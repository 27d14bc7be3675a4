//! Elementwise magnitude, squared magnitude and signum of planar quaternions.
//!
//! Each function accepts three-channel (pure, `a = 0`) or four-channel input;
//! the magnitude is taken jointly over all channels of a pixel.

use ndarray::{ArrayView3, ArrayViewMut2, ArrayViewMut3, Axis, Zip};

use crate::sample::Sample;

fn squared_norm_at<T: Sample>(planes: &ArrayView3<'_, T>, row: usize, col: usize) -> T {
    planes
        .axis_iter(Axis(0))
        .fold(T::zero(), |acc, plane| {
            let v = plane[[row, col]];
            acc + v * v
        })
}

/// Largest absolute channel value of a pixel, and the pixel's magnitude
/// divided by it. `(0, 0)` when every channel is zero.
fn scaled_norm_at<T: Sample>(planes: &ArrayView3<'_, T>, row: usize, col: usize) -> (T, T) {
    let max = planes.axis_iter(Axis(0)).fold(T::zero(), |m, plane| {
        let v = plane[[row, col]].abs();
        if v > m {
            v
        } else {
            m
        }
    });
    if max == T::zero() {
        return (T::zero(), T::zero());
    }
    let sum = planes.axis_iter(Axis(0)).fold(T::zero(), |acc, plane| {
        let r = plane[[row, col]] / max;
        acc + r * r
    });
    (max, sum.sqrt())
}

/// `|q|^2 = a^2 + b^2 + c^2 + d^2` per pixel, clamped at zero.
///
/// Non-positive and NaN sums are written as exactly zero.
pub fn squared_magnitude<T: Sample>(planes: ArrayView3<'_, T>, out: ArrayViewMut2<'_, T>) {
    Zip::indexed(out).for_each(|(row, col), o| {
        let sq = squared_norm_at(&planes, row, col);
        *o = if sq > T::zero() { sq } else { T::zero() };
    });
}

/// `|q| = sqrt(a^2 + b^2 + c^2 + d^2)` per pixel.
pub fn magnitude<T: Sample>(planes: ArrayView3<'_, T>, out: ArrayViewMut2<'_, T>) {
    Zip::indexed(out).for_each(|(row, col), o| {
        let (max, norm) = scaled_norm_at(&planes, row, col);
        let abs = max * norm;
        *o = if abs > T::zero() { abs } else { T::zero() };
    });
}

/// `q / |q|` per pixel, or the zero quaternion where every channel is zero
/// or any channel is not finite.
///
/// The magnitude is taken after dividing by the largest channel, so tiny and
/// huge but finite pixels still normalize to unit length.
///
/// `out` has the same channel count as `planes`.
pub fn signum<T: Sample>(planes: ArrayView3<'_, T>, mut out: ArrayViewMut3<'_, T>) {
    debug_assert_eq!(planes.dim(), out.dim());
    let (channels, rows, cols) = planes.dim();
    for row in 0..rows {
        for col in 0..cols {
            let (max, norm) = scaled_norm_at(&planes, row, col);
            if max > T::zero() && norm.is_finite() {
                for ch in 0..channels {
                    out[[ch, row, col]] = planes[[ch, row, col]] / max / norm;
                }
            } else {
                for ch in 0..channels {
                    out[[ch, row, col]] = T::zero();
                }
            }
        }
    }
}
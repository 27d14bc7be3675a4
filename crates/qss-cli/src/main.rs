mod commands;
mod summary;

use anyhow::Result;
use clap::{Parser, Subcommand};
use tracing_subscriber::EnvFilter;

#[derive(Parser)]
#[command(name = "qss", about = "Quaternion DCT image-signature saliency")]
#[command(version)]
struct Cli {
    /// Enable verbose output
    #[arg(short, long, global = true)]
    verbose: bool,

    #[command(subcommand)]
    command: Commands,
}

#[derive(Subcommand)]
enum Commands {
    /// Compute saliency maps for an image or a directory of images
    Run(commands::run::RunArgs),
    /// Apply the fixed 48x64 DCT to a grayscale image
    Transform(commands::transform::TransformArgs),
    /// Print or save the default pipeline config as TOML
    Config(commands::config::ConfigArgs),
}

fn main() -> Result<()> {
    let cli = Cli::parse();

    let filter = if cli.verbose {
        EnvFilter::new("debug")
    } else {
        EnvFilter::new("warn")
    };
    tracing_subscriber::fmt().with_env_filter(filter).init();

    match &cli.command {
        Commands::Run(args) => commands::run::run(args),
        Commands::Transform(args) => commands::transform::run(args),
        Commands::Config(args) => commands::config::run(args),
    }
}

____

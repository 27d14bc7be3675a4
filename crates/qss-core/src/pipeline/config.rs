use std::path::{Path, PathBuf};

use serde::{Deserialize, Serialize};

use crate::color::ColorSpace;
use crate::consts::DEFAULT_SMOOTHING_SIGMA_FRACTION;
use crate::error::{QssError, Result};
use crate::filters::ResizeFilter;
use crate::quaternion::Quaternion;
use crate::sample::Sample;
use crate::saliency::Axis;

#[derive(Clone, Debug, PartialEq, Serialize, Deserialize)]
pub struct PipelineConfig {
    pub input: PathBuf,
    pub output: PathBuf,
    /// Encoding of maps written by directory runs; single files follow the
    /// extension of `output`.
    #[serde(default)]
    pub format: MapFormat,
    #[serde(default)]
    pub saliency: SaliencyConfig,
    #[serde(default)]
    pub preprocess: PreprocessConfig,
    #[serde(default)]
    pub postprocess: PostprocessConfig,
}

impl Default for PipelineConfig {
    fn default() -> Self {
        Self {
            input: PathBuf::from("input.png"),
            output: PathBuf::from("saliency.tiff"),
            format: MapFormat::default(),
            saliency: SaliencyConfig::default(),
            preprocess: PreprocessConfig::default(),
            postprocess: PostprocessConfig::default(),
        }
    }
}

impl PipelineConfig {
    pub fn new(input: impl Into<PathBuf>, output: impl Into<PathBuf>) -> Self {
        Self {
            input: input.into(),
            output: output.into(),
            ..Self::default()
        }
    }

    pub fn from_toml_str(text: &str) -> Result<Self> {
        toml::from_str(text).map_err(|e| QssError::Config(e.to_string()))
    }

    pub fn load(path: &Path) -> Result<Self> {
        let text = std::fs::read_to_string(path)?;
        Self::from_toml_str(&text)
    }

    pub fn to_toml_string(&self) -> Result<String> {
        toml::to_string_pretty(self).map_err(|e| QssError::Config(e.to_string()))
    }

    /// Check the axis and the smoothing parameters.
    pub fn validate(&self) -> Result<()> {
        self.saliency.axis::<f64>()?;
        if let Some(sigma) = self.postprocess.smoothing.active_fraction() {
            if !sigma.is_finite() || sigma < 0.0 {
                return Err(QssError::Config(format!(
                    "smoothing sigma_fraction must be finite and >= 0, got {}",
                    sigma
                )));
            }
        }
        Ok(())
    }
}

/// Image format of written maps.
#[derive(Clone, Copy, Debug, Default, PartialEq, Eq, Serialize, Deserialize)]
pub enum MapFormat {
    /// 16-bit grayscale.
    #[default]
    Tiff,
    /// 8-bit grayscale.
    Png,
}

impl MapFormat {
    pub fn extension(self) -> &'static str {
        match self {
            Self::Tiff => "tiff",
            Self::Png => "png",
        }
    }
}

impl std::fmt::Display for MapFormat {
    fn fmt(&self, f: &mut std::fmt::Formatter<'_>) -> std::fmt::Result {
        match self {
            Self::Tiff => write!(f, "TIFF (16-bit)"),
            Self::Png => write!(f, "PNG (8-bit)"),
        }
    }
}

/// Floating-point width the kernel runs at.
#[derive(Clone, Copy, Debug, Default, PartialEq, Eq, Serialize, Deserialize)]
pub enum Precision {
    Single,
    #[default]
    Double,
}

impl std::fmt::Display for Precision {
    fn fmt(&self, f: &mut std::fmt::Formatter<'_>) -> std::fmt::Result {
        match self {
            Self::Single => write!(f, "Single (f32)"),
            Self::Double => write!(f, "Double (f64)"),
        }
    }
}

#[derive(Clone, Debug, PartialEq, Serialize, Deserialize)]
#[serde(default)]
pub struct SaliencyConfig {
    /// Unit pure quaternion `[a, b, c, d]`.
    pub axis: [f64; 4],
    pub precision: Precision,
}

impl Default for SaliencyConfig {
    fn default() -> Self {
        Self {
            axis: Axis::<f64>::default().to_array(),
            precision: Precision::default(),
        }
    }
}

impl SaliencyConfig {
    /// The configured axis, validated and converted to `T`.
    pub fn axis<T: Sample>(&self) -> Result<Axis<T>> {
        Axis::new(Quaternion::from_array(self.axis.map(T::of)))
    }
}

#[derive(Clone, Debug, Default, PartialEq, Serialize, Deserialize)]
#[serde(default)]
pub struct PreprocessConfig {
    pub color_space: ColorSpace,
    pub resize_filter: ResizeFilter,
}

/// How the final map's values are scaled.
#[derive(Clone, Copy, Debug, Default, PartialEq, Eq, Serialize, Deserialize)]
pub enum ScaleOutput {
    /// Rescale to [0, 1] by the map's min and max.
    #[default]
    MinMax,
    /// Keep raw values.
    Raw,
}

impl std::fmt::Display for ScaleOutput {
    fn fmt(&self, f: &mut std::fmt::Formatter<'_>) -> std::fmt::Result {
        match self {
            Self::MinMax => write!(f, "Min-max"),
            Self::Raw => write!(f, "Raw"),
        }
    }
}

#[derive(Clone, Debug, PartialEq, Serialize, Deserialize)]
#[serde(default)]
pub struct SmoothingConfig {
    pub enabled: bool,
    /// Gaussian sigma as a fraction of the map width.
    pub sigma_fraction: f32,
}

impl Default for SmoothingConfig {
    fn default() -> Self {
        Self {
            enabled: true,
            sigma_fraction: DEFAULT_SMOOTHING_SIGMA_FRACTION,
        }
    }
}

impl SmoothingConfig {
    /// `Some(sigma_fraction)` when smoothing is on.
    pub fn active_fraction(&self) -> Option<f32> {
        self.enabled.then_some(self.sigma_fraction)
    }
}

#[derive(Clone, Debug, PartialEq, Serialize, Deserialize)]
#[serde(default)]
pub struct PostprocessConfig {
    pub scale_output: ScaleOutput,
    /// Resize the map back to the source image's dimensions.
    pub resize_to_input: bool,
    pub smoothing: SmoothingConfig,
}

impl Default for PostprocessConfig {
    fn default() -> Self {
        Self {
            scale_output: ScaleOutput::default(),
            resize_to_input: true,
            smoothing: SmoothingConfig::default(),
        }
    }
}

____

WORK TASK: Look back at the data above. Transcribe exactly the lines starting at the line that contains "of a pixel." and ending at the line that contains "the pixel's magnitude".

COMPLETED TASK:
//! the magnitude is taken jointly over all channels of a pixel.

use ndarray::{ArrayView3, ArrayViewMut2, ArrayViewMut3, Axis, Zip};

use crate::sample::Sample;

fn squared_norm_at<T: Sample>(planes: &ArrayView3<'_, T>, row: usize, col: usize) -> T {
    planes
        .axis_iter(Axis(0))
        .fold(T::zero(), |acc, plane| {
            let v = plane[[row, col]];
            acc + v * v
        })
}

/// Largest absolute channel value of a pixel, and the pixel's magnitude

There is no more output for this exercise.